Wer profitiert von den Fischereiabkommen mit Drittländern?

Mit insgesamt elf Drittländern hat die EU bereits Abkommen im Rahmen ihrer Gemeinsamen Fischereipolitik abgeschlossen. Doch einige Abkommen stellen Umweltschützer und selbst das Europäische Parlament in Frage. 2011 haben die EU-Abgeordneten etwa eine Verlängerung des Fischereiabkommens mit Marokko verhindert. Die Gründe dafür: Der Vertrag sei zu teuer, außerdem führe der Fischfang zu einer Überfischung und berücksichtige nicht die Rechte der Bewohner der von Marokko annektierten Westsahara, wo die europäischen Schiffe tätig waren.

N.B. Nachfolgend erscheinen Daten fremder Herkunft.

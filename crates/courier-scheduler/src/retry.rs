//! Retry Controller: bounded, jittered retries for transient send failures.
//!
//! A retried job is not resent by the executor. It leaves its channel, waits
//! out a random backoff in its own task and is then put back into the
//! pending set, where it competes for a channel like any other job.

use std::sync::Arc;
use std::time::Duration;

use courier_core::config::RetryConfig;
use courier_core::types::{Job, JobState};
use rand::Rng;
use tokio::sync::Notify;
use tokio::task::JoinHandle;

use crate::state::SharedState;

#[derive(Debug, Clone, Copy, PartialEq, Eq)]
pub enum RetryDecision {
    /// Requeue after `delay`.
    Retry { delay: Duration },
    /// Attempt bound reached; the job is now `FailedExhausted`.
    Exhausted,
}

#[derive(Debug, Clone)]
pub struct RetryController {
    max_retries: u32,
    delay_min_ms: u64,
    delay_max_ms: u64,
}

impl RetryController {
    pub fn new(config: &RetryConfig) -> Self {
        Self {
            max_retries: config.max_retries,
            delay_min_ms: config.retry_delay_min_ms,
            delay_max_ms: config.retry_delay_max_ms,
        }
    }

    pub fn max_retries(&self) -> u32 {
        self.max_retries
    }

    /// Count a transient failure against `job` and decide what happens next.
    pub fn on_transient(&self, job: &mut Job) -> RetryDecision {
        self.on_transient_with(&mut rand::thread_rng(), job)
    }

    pub fn on_transient_with<R: Rng + ?Sized>(&self, rng: &mut R, job: &mut Job) -> RetryDecision {
        job.attempt_count = (job.attempt_count + 1).min(self.max_retries);
        if job.attempt_count < self.max_retries {
            RetryDecision::Retry {
                delay: self.backoff_with(rng),
            }
        } else {
            job.advance(JobState::FailedExhausted);
            RetryDecision::Exhausted
        }
    }

    pub fn backoff_with<R: Rng + ?Sized>(&self, rng: &mut R) -> Duration {
        let ms = if self.delay_min_ms >= self.delay_max_ms {
            self.delay_min_ms
        } else {
            rng.gen_range(self.delay_min_ms..=self.delay_max_ms)
        };
        Duration::from_millis(ms)
    }
}

/// Put `job` back into the pending set after `delay` and wake idle channels.
/// The caller must already have marked the id as in backoff.
pub fn schedule_requeue(
    state: SharedState,
    wake: Arc<Notify>,
    job: Job,
    delay: Duration,
) -> JoinHandle<()> {
    tokio::spawn(async move {
        tokio::time::sleep(delay).await;
        let id = job.id;
        let attempt = job.attempt_count;
        let requeued = state.lock().await.requeue(job);
        if requeued {
            tracing::info!("🔁 Message {id} requeued for attempt {}", attempt + 1);
            wake.notify_waiters();
        } else {
            tracing::info!("🗑️ Message {id} no longer listed upstream, dropped after backoff");
        }
    })
}
//! Data model: jobs, directory entries and send outcomes.

use serde::{Deserialize, Serialize};

/// Externally assigned message identifier, used as the idempotency key.
pub type MessageId = u64;

/// One outbound message.
#[derive(Debug, Clone, PartialEq, Serialize, Deserialize)]
pub struct Job {
    pub id: MessageId,
    /// Recipient address (opaque).
    pub destination: String,
    /// Message text.
    pub body: String,
    /// Incremented on each retryable failure.
    pub attempt_count: u32,
    pub state: JobState,
}

impl Job {
    pub fn new(id: MessageId, destination: impl Into<String>, body: impl Into<String>) -> Self {
        Self {
            id,
            destination: destination.into(),
            body: body.into(),
            attempt_count: 0,
            state: JobState::Pending,
        }
    }

    /// Move the job to `next`. Returns false (and leaves the state alone)
    /// for transitions the lifecycle does not allow; terminal states are sticky.
    pub fn advance(&mut self, next: JobState) -> bool {
        if !self.state.can_advance_to(next) {
            return false;
        }
        self.state = next;
        true
    }
}

/// Job lifecycle.
///
/// `Pending → Claimed → Sending → {Sent | FailedPermanent | FailedRetryable}`,
/// `FailedRetryable → {Pending | FailedExhausted}`.
#[derive(Debug, Clone, Copy, PartialEq, Eq, Hash, Serialize, Deserialize)]
pub enum JobState {
    Pending,
    Claimed,
    Sending,
    Sent,
    FailedPermanent,
    FailedRetryable,
    FailedExhausted,
}

impl JobState {
    pub fn is_terminal(&self) -> bool {
        matches!(
            self,
            JobState::Sent | JobState::FailedPermanent | JobState::FailedExhausted
        )
    }

    pub fn can_advance_to(&self, next: JobState) -> bool {
        use JobState::*;
        matches!(
            (*self, next),
            (Pending, Claimed)
                | (Claimed, Sending)
                | (Sending, Sent)
                | (Sending, FailedPermanent)
                | (Sending, FailedRetryable)
                | (FailedRetryable, Pending)
                | (FailedRetryable, FailedExhausted)
        )
    }
}

impl std::fmt::Display for JobState {
    fn fmt(&self, f: &mut std::fmt::Formatter<'_>) -> std::fmt::Result {
        let s = match self {
            JobState::Pending => "pending",
            JobState::Claimed => "claimed",
            JobState::Sending => "sending",
            JobState::Sent => "sent",
            JobState::FailedPermanent => "failed_permanent",
            JobState::FailedRetryable => "failed_retryable",
            JobState::FailedExhausted => "failed_exhausted",
        };
        write!(f, "{s}")
    }
}

/// What the Queue Source returned on one fetch.
#[derive(Debug, Clone, PartialEq)]
pub enum QueueSnapshot {
    /// Source explicitly reported that nothing is queued.
    Empty,
    /// Raw records, validated by the synchronizer.
    Records(Vec<serde_json::Value>),
}

/// One entry of the Channel Directory.
#[derive(Debug, Clone, PartialEq, Serialize, Deserialize)]
pub struct DirectoryEntry {
    pub name: String,
    #[serde(alias = "token", default)]
    pub credential: String,
    #[serde(rename = "connectionStatus", alias = "connection_status", default)]
    pub connection_status: String,
}

/// What a send call needs to authenticate as a channel.
#[derive(Debug, Clone, PartialEq, Eq)]
pub struct ChannelCredential {
    pub name: String,
    pub credential: String,
}

/// Classified result of one send call.
#[derive(Debug, Clone, PartialEq, Eq)]
pub enum SendOutcome {
    /// 2xx.
    Delivered { status: u16 },
    /// Client error about the message itself, never retried.
    Rejected { status: u16, reason: String },
    /// Timeout, rate limit, 5xx, connection failure.
    Transient { reason: String },
}

impl SendOutcome {
    /// Classify an HTTP status code.
    pub fn from_status(status: u16, body: impl Into<String>) -> Self {
        match status {
            200..=299 => SendOutcome::Delivered { status },
            // Request timeout and rate limiting are about the channel, not the message.
            408 | 429 => SendOutcome::Transient {
                reason: format!("HTTP {status}: {}", body.into()),
            },
            400..=499 => SendOutcome::Rejected {
                status,
                reason: body.into(),
            },
            _ => SendOutcome::Transient {
                reason: format!("HTTP {status}: {}", body.into()),
            },
        }
    }
}

/// Outcome code reported to the Delivery Sink.
#[derive(Debug, Clone, Copy, PartialEq, Eq)]
pub enum OutcomeCode {
    Delivered,
    Failed,
}

impl OutcomeCode {
    pub fn code(&self) -> u8 {
        match self {
            OutcomeCode::Delivered => 1,
            OutcomeCode::Failed => 2,
        }
    }
}

impl Serialize for OutcomeCode {
    fn serialize<S: serde::Serializer>(&self, serializer: S) -> Result<S::Ok, S::Error> {
        serializer.serialize_u8(self.code())
    }
}

/// Confirmation sent to the Delivery Sink for a terminal outcome.
#[derive(Debug, Clone, PartialEq, Eq, Serialize)]
#[serde(rename_all = "camelCase")]
pub struct DeliveryReport {
    pub message_id: MessageId,
    pub channel_name: String,
    pub outcome_code: OutcomeCode,
}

Diese Kritik versteht Lothar Fischer vom Deutschen Fischerei-Verband nicht. "Die Abkommen mit den Entwicklungsländern sehen wir eigentlich positiv. Wir finden es schwierig, wenn einige Abkommen nicht erneuert werden. Zurzeit haben wir auch leider kein Abkommen mehr mit Marokko und Mauretanien. Das trifft unsere Hochseefischerei schon", sagt Fischer. Er sieht für Deutschland dadurch einen klaren Wettbewerbsnachteil: "Wenn die EU sich aus diesen Regionen zurückzieht, könnten dann andere Staaten, wie zum Beispiel China oder Russland, einsteigen. Ob sie dort regelkonform fischen, wie die EU das möchte, das weiß ich nicht", sagt Fischer.

Die Reform der EU-Fischereipolitik ist längst noch nicht unter Dach und Fach. Nachdem sich die EU-Mitgliedsstaaten diese Woche auf neue Regeln für den Fischfang geeinigt haben, muss noch das Europäische Parlament zustimmen.